- A Comissão de Assuntos Econômicos (CAE) do Senado aprovou o texto-base da isenção do Imposto de Renda para rendimentos até R$ 5 mil. A votação em plenário está marcada para as 14h, com sanção prevista pelo presidente Luiz Inácio Lula da Silva nas próximas semanas.
- O relator, senador Renan Calheiros (MDB-AL), rejeitou emendas da oposição que poderiam atrasar a tramitação, qualificando a situação como “lamentável”.
- Durante a sessão, o senador Jorge Seif (PL-SC) pediu reconsideração de algumas emendas, mas a proposta foi aprovada sem contagem de votos em votação simbólica.
- O projeto também estabelece desconto progressivo do Imposto de Renda para rendimentos até R$ 7.350, como uma das principais promessas de campanha de Lula.
- Em meio à discussão, o senador Carlos Portinho (PL-RJ) sugeriu adiar a votação para a próxima semana, mas a pauta foi mantida; Calheiros afirmou que o Senado estaria esvaziado pela COP 30, justificando a urgência.
A Comissão de Assuntos Econômicos do Senado (CAE) aprovou, nesta quarta-feira (5), o texto-base da proposta de isenção do Imposto de Renda para rendimentos até R$ 5 mil.
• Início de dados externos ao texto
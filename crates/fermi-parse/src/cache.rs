//! The hash-keyed AST cache (§4.3 "Cache") and dependency absolutisation.

use std::collections::HashMap;

use fermi_common::{AbsoluteCellRange, EngineConfig, FermiError, SheetId, SheetRegistry, SimpleCellAddress};

use crate::ast::{collect_dependencies, Ast, Dep};
use crate::hash::canonical_hash;

/// Functions whose presence makes a formula re-evaluate on every
/// recompute pass regardless of dependency changes (§4.3).
pub const VOLATILE_FNS: &[&str] = &["RAND", "RANDBETWEEN", "NOW", "TODAY"];

/// Functions whose result depends on sheet geometry rather than cell
/// values, so they must be re-evaluated after any structural edit (§4.3).
pub const STRUCTURAL_FNS: &[&str] = &["FORMULATEXT", "ROW", "COLUMN", "ROWS", "COLUMNS"];

fn contains_function(ast: &Ast, names: &[&str]) -> bool {
    match ast {
        Ast::FunctionCall { name, args } => {
            names.iter().any(|n| n.eq_ignore_ascii_case(name)) || args.iter().any(|a| contains_function(a, names))
        }
        Ast::UnaryOp { expr, .. } | Ast::Parenthesis(expr) => contains_function(expr, names),
        Ast::BinaryOp { left, right, .. } => contains_function(left, names) || contains_function(right, names),
        Ast::Array(rows) => rows.iter().flatten().any(|a| contains_function(a, names)),
        _ => false,
    }
}

/// A dependency with its sheet-relative addresses resolved against a
/// specific formula's own address and the workbook's sheet registry.
#[derive(Debug, Clone, PartialEq)]
pub enum ResolvedDep {
    Address(SimpleCellAddress),
    Range(AbsoluteCellRange),
    NamedExpression(String),
}

/// Resolve a relative [`Dep`] extracted from an AST against the owning
/// formula's address (§4.3 "Dependency extraction": `absolutize`).
pub fn absolutize(dep: &Dep, base: SimpleCellAddress, sheets: &SheetRegistry) -> Result<ResolvedDep, FermiError> {
    let resolve_sheet = |name: &Option<String>| -> Result<SheetId, FermiError> {
        match name {
            Some(n) => sheets.id_of(n).ok_or_else(|| FermiError::UnknownSheet(n.clone())),
            None => Ok(base.sheet),
        }
    };

    // `CellAddress.col`/`.row` always hold the literal position as typed;
    // `col_kind`/`row_kind` only matter when the owning formula is later
    // moved (§3.3 `rebase`), not for this initial resolution.
    match dep {
        Dep::Address(addr) => Ok(ResolvedDep::Address(SimpleCellAddress::new(resolve_sheet(&addr.sheet)?, addr.col, addr.row))),
        Dep::CellRange(a, b) => {
            let sheet = resolve_sheet(&a.sheet)?;
            let (sc, ec) = (a.col.min(b.col), a.col.max(b.col));
            let (sr, er) = (a.row.min(b.row), a.row.max(b.row));
            Ok(ResolvedDep::Range(AbsoluteCellRange::new(sheet, sc, sr, ec, er)?))
        }
        Dep::ColumnRange(a, b) => {
            let sheet = resolve_sheet(&a.sheet)?;
            Ok(ResolvedDep::Range(AbsoluteCellRange::infinite_columns(sheet, a.col.min(b.col), a.col.max(b.col))))
        }
        Dep::RowRange(a, b) => {
            let sheet = resolve_sheet(&a.sheet)?;
            Ok(ResolvedDep::Range(AbsoluteCellRange::infinite_rows(sheet, a.row.min(b.row), a.row.max(b.row))))
        }
        Dep::NamedExpression(name) => Ok(ResolvedDep::NamedExpression(name.clone())),
    }
}

/// A parsed formula plus the metadata the evaluator/graph need without
/// re-walking the AST (§4.3 "Cache").
#[derive(Debug, Clone, PartialEq)]
pub struct CacheEntry {
    pub ast: Ast,
    pub dependencies: Vec<Dep>,
    pub has_volatile_fn: bool,
    pub has_structural_fn: bool,
}

/// `Cache = Map<hash, Entry>` (§4.3). Keyed by the canonical,
/// reference-independent hash so structurally identical formulas at
/// different addresses share one parsed tree.
#[derive(Debug, Default)]
pub struct FormulaCache {
    entries: HashMap<u64, CacheEntry>,
}

impl FormulaCache {
    pub fn new() -> Self {
        Self::default()
    }

    pub fn get(&self, hash: u64) -> Option<&CacheEntry> {
        self.entries.get(&hash)
    }

    /// Insert (overwriting any existing entry), computing dependencies and
    /// volatility flags from `ast`.
    pub fn set(&mut self, hash: u64, ast: Ast) -> &CacheEntry {
        let entry = build_entry(ast);
        self.entries.insert(hash, entry);
        self.entries.get(&hash).expect("just inserted")
    }

    /// Insert only if `hash` is absent; returns the (possibly pre-existing)
    /// entry either way.
    pub fn maybe_set_and_get(&mut self, hash: u64, ast: Ast) -> &CacheEntry {
        self.entries.entry(hash).or_insert_with(|| build_entry(ast));
        self.entries.get(&hash).expect("just inserted or present")
    }

    /// Recompute `ast`'s canonical hash and fetch its cache entry if
    /// present, used when reinserting a transformed AST (§4.3).
    pub fn fetch_cached_for_ast(&self, ast: &Ast, origin: SimpleCellAddress, config: &EngineConfig) -> Option<&CacheEntry> {
        let hash = canonical_hash(ast, origin, config);
        self.get(hash)
    }

    pub fn len(&self) -> usize {
        self.entries.len()
    }

    pub fn is_empty(&self) -> bool {
        self.entries.is_empty()
    }
}

fn build_entry(ast: Ast) -> CacheEntry {
    let dependencies = collect_dependencies(&ast);
    let has_volatile_fn = contains_function(&ast, VOLATILE_FNS);
    let has_structural_fn = contains_function(&ast, STRUCTURAL_FNS);
    CacheEntry {
        ast,
        dependencies,
        has_volatile_fn,
        has_structural_fn,
    }
}

#[cfg(test)]
mod tests {
    use super::*;
    use crate::parser::parse_formula;

    #[test]
    fn set_computes_volatility_flags() {
        let mut cache = FormulaCache::new();
        let ast = parse_formula("RAND()+1").unwrap();
        let entry = cache.set(1, ast);
        assert!(entry.has_volatile_fn);
        assert!(!entry.has_structural_fn);
    }

    #[test]
    fn maybe_set_and_get_does_not_overwrite() {
        let mut cache = FormulaCache::new();
        let ast1 = parse_formula("1+1").unwrap();
        let ast2 = parse_formula("2+2").unwrap();
        cache.maybe_set_and_get(7, ast1.clone());
        cache.maybe_set_and_get(7, ast2);
        assert_eq!(cache.get(7).unwrap().ast, ast1);
    }

    #[test]
    fn absolutize_resolves_relative_cell_range() {
        let mut sheets = SheetRegistry::new();
        let sheet0 = sheets.get_or_insert("Sheet1");
        let ast = parse_formula("SUM(A1:A3)").unwrap();
        let deps = collect_dependencies(&ast);
        let base = SimpleCellAddress::new(sheet0, 1, 0);
        let resolved = absolutize(&deps[0], base, &sheets).unwrap();
        match resolved {
            ResolvedDep::Range(r) => {
                assert_eq!(r.sheet, sheet0);
                assert_eq!(r.start_row, 0);
                assert_eq!(r.end_row, 2);
            }
            other => panic!("unexpected {other:?}"),
        }
    }
}
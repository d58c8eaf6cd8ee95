//! The function plugin protocol (§6.3): a capability-flagged function
//! descriptor plus the registry the evaluator dispatches through.
//!
//! This is a deliberately plainer cousin of the teacher's
//! `function_registry.rs`/`function.rs` pair: that implementation backs a
//! global `DashMap<(namespace, name), Arc<dyn Function>>` registry with SIMD
//! stripe/arena-based fold contexts built for a vectorized, multi-threaded
//! execution engine. Nothing in this spec calls for that machinery — a
//! single engine instance owns one registry, evaluation is single-threaded
//! per recompute pass (§5), and a function's job is just "take resolved
//! argument values, produce a value". So the registry here is an ordinary
//! `FxHashMap` keyed by uppercased name, and a function is a plain fn
//! pointer rather than a trait object.

use fermi_common::{CellError, ErrorKind, Value};
use rustc_hash::FxHashMap;

/// What shape of value a parameter accepts (§6.3). Used only for
/// documentation/introspection today; the evaluator does not reject calls
/// based on this beyond the lazy-argument flag in [`ParamSpec::lazy`].
#[derive(Debug, Clone, Copy, PartialEq, Eq)]
pub enum ArgType {
    Any,
    Number,
    Text,
    Bool,
    Range,
    Lambda,
}

#[derive(Debug, Clone)]
pub struct ParamSpec {
    pub name: &'static str,
    pub arg_type: ArgType,
    pub optional: bool,
    pub repeating: bool,
}

impl ParamSpec {
    pub const fn required(name: &'static str, arg_type: ArgType) -> Self {
        ParamSpec { name, arg_type, optional: false, repeating: false }
    }

    pub const fn optional(name: &'static str, arg_type: ArgType) -> Self {
        ParamSpec { name, arg_type, optional: true, repeating: false }
    }

    pub const fn repeating(name: &'static str, arg_type: ArgType) -> Self {
        ParamSpec { name, arg_type, optional: true, repeating: true }
    }
}

bitflags::bitflags! {
    /// Function capability flags (§6.3), modelled on the teacher's `FnCaps`
    /// but trimmed to the subset this engine's evaluator actually consults:
    /// whether a call may be cached/shared across identical formulas
    /// (`PURE`), whether it forces re-evaluation on every pass regardless of
    /// dependency changes (`VOLATILE`), and whether scalar arguments should
    /// broadcast across a `Range` argument (`ELEMENTWISE`, §4.4
    /// "Vectorization").
    #[derive(Debug, Clone, Copy, PartialEq, Eq)]
    pub struct FnFlags: u8 {
        const PURE        = 0b0000_0001;
        const VOLATILE     = 0b0000_0010;
        const ELEMENTWISE = 0b0000_0100;
        const REDUCTION    = 0b0000_1000;
        const LAZY_ARGS    = 0b0001_0000;
    }
}

/// Everything a registered function call needs beyond its already-evaluated
/// arguments: engine configuration and a place to report a graph-visible
/// error with the calling cell's address attached.
pub struct FunctionContext<'a> {
    pub config: &'a fermi_common::EngineConfig,
    pub rng: &'a mut fermi_common::EngineRng,
}

pub type FunctionImpl = fn(&[Value], &mut FunctionContext) -> Value;

#[derive(Clone)]
pub struct FunctionSpec {
    pub name: &'static str,
    pub params: &'static [ParamSpec],
    pub flags: FnFlags,
    pub call: FunctionImpl,
}

/// Registry of builtin functions, keyed by uppercased name (§6.3). The
/// evaluator consults `flags` before deciding whether to evaluate arguments
/// eagerly or hand over unevaluated ASTs (the small set of lazy
/// control-flow functions listed in §4.4 bypass this registry entirely and
/// are special-cased in the evaluator instead).
#[derive(Default)]
pub struct FunctionRegistry {
    functions: FxHashMap<String, FunctionSpec>,
}

impl FunctionRegistry {
    pub fn new() -> Self {
        Self::default()
    }

    pub fn register(&mut self, spec: FunctionSpec) {
        self.functions.insert(spec.name.to_ascii_uppercase(), spec);
    }

    pub fn get(&self, name: &str) -> Option<&FunctionSpec> {
        self.functions.get(&name.to_ascii_uppercase())
    }

    pub fn is_volatile(&self, name: &str) -> bool {
        self.get(name).map(|f| f.flags.contains(FnFlags::VOLATILE)).unwrap_or(false)
    }

    pub fn len(&self) -> usize {
        self.functions.len()
    }

    pub fn is_empty(&self) -> bool {
        self.functions.is_empty()
    }

    pub fn names(&self) -> impl Iterator<Item = &str> {
        self.functions.keys().map(|s| s.as_str())
    }
}

/// `#NAME?` for a call to a function that isn't registered.
pub fn unknown_function_error() -> Value {
    Value::Error(CellError::new(ErrorKind::Name).with_message("unknown function"))
}

#[cfg(test)]
mod tests {
    use super::*;

    fn noop(_args: &[Value], _ctx: &mut FunctionContext) -> Value {
        Value::raw(0.0)
    }

    #[test]
    fn registry_lookup_is_case_insensitive() {
        let mut reg = FunctionRegistry::new();
        reg.register(FunctionSpec {
            name: "SUM",
            params: &[ParamSpec::repeating("values", ArgType::Number)],
            flags: FnFlags::PURE.union(FnFlags::ELEMENTWISE),
            call: noop,
        });
        assert!(reg.get("sum").is_some());
        assert!(reg.get("Sum").is_some());
        assert!(reg.get("missing").is_none());
    }

    #[test]
    fn volatile_flag_is_reported() {
        let mut reg = FunctionRegistry::new();
        reg.register(FunctionSpec {
            name: "RAND",
            params: &[],
            flags: FnFlags::VOLATILE,
            call: noop,
        });
        assert!(reg.is_volatile("RAND"));
        assert!(!reg.is_volatile("SUM"));
    }
}
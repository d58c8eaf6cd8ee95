//! Named expressions (§6.4). Storage and two-level workbook/sheet scoping
//! live in [`crate::graph::DependencyGraph`] (`named`, `named_defined`,
//! `get_or_create_named`, `set_named_value`, `set_named_formula`); this
//! module owns the one thing the graph shouldn't have to know about: what
//! makes a name valid in the first place.

use once_cell::sync::Lazy;
use regex::Regex;

use fermi_common::{FermiError, SheetId, Value};
use fermi_parse::Ast;

use crate::graph::{DependencyGraph, ResolvedDependency};

/// Unicode-aware identifier shape: a leading letter or underscore, then
/// letters, digits, underscores or periods.
static VALID_NAME: Lazy<Regex> = Lazy::new(|| Regex::new(r"^[\p{L}_][\p{L}\p{N}_.]*$").unwrap());

/// A1-style cell reference shape (§6.4): one or more letters followed by
/// one or more digits, e.g. `A1`, `BC204`.
static A1_SHAPED: Lazy<Regex> = Lazy::new(|| Regex::new(r"^[A-Za-z]+[0-9]+$").unwrap());

/// R1C1-style cell reference shape (§6.4): `R`, optional row digits, `C`,
/// optional column digits — matches `RC`, `R1C1`, `R5C`, etc.
static R1C1_SHAPED: Lazy<Regex> = Lazy::new(|| Regex::new(r"^[rR][0-9]*[cC][0-9]*$").unwrap());

/// Case-folded form used as the map key so `TaxRate` and `taxrate` collide
/// (§6.4).
pub fn normalise(name: &str) -> String {
    name.to_lowercase()
}

/// Reject names that would be ambiguous with a cell reference, and enforce
/// the identifier shape (§6.4). Does not check for collisions with
/// existing names — that's a caller policy decision (silently overwrite
/// vs. error), not a validity question.
pub fn validate_name(name: &str) -> Result<(), FermiError> {
    if !VALID_NAME.is_match(name) {
        return Err(FermiError::InvalidName(name.to_string()));
    }
    if A1_SHAPED.is_match(name) || R1C1_SHAPED.is_match(name) {
        return Err(FermiError::InvalidName(name.to_string()));
    }
    Ok(())
}

/// Define (or redefine) a named constant value in `scope` (`None` for the
/// workbook-wide scope).
pub fn define_value(graph: &mut DependencyGraph, scope: Option<SheetId>, name: &str, value: Value) -> Result<(), FermiError> {
    validate_name(name)?;
    graph.set_named_value(scope, name, value);
    Ok(())
}

/// Define (or redefine) a named formula in `scope`, wiring its already
/// resolved dependencies the same way a cell formula does.
pub fn define_formula(
    graph: &mut DependencyGraph,
    scope: Option<SheetId>,
    name: &str,
    ast: Ast,
    deps: Vec<ResolvedDependency>,
    has_volatile_fn: bool,
    version: u64,
) -> Result<(), FermiError> {
    validate_name(name)?;
    graph.set_named_formula(scope, name, ast, deps, has_volatile_fn, version);
    Ok(())
}

/// Remove a name from `scope`. Leaves a placeholder behind if other
/// formulas still reference it, mirroring `DependencyGraph::set_empty`.
pub fn undefine(graph: &mut DependencyGraph, scope: Option<SheetId>, name: &str) {
    graph.undefine_named(scope, name);
}

#[cfg(test)]
mod tests {
    use super::*;

    #[test]
    fn accepts_ordinary_identifiers() {
        assert!(validate_name("TaxRate").is_ok());
        assert!(validate_name("_hidden").is_ok());
        assert!(validate_name("my.range").is_ok());
        assert!(validate_name("\u{03c0}_value").is_ok()); // leading Greek letter
    }

    #[test]
    fn rejects_a1_shaped_names() {
        assert!(validate_name("A1").is_err());
        assert!(validate_name("bc204").is_err());
    }

    #[test]
    fn rejects_r1c1_shaped_names() {
        assert!(validate_name("RC").is_err());
        assert!(validate_name("R1C1").is_err());
        assert!(validate_name("r5c").is_err());
    }

    #[test]
    fn rejects_names_starting_with_a_digit_or_containing_spaces() {
        assert!(validate_name("1abc").is_err());
        assert!(validate_name("my name").is_err());
    }

    #[test]
    fn normalise_case_folds() {
        assert_eq!(normalise("TaxRate"), normalise("taxrate"));
    }

    #[test]
    fn undefined_name_reads_back_as_not_defined() {
        let mut graph = DependencyGraph::new();
        let sheet = graph.sheets_mut().get_or_insert("Sheet1");
        assert!(!graph.is_named_defined(Some(sheet), "TaxRate"));
        define_value(&mut graph, Some(sheet), "TaxRate", Value::raw(0.2)).unwrap();
        assert!(graph.is_named_defined(Some(sheet), "TaxRate"));
        undefine(&mut graph, Some(sheet), "TaxRate");
        assert!(!graph.is_named_defined(Some(sheet), "TaxRate"));
    }

    #[test]
    fn invalid_name_is_rejected_before_touching_the_graph() {
        let mut graph = DependencyGraph::new();
        assert!(define_value(&mut graph, None, "A1", Value::raw(1.0)).is_err());
        assert!(!graph.is_named_defined(None, "A1"));
    }
}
A votação em plenário está agendada para as 14h e a expectativa é que o projeto siga para sanção do presidente Luiz Inácio Lula da Silva (PT) nas próximas semanas.
O relator da proposta, o senador Renan Calheiros (MDB-AL), rejeitou emendas da oposição que poderiam atrasar a tramitação do projeto, classificando a situação como “lamentável”. Durante a discussão, o senador Jorge Seif (PL-SC) solicitou reconsideração sobre algumas emendas, mas a proposta foi aprovada sem contagem de votos, em uma votação simbólica.
Detalhes da Proposta
Além da isenção para quem ganha até R$ 5 mil, o projeto também prevê um desconto progressivo do Imposto de Renda para rendimentos até R$ 7.350. Essa medida é uma das principais promessas de campanha de Lula, que visa atender a uma demanda social significativa e tem potencial impacto nas eleições de 2026.
Durante as discussões, o senador Carlos Portinho (PL-RJ) sugeriu adiar a votação para a próxima semana, mas a proposta foi mantida na pauta. Calheiros argumentou que o Senado estaria esvaziado devido à COP 30, o que justificou a urgência na votação.
A aprovação deste projeto representa um passo importante na agenda fiscal do governo e reflete o compromisso do presidente Lula em cumprir suas promessas de campanha, com foco em aliviar a carga tributária para a população de menor renda.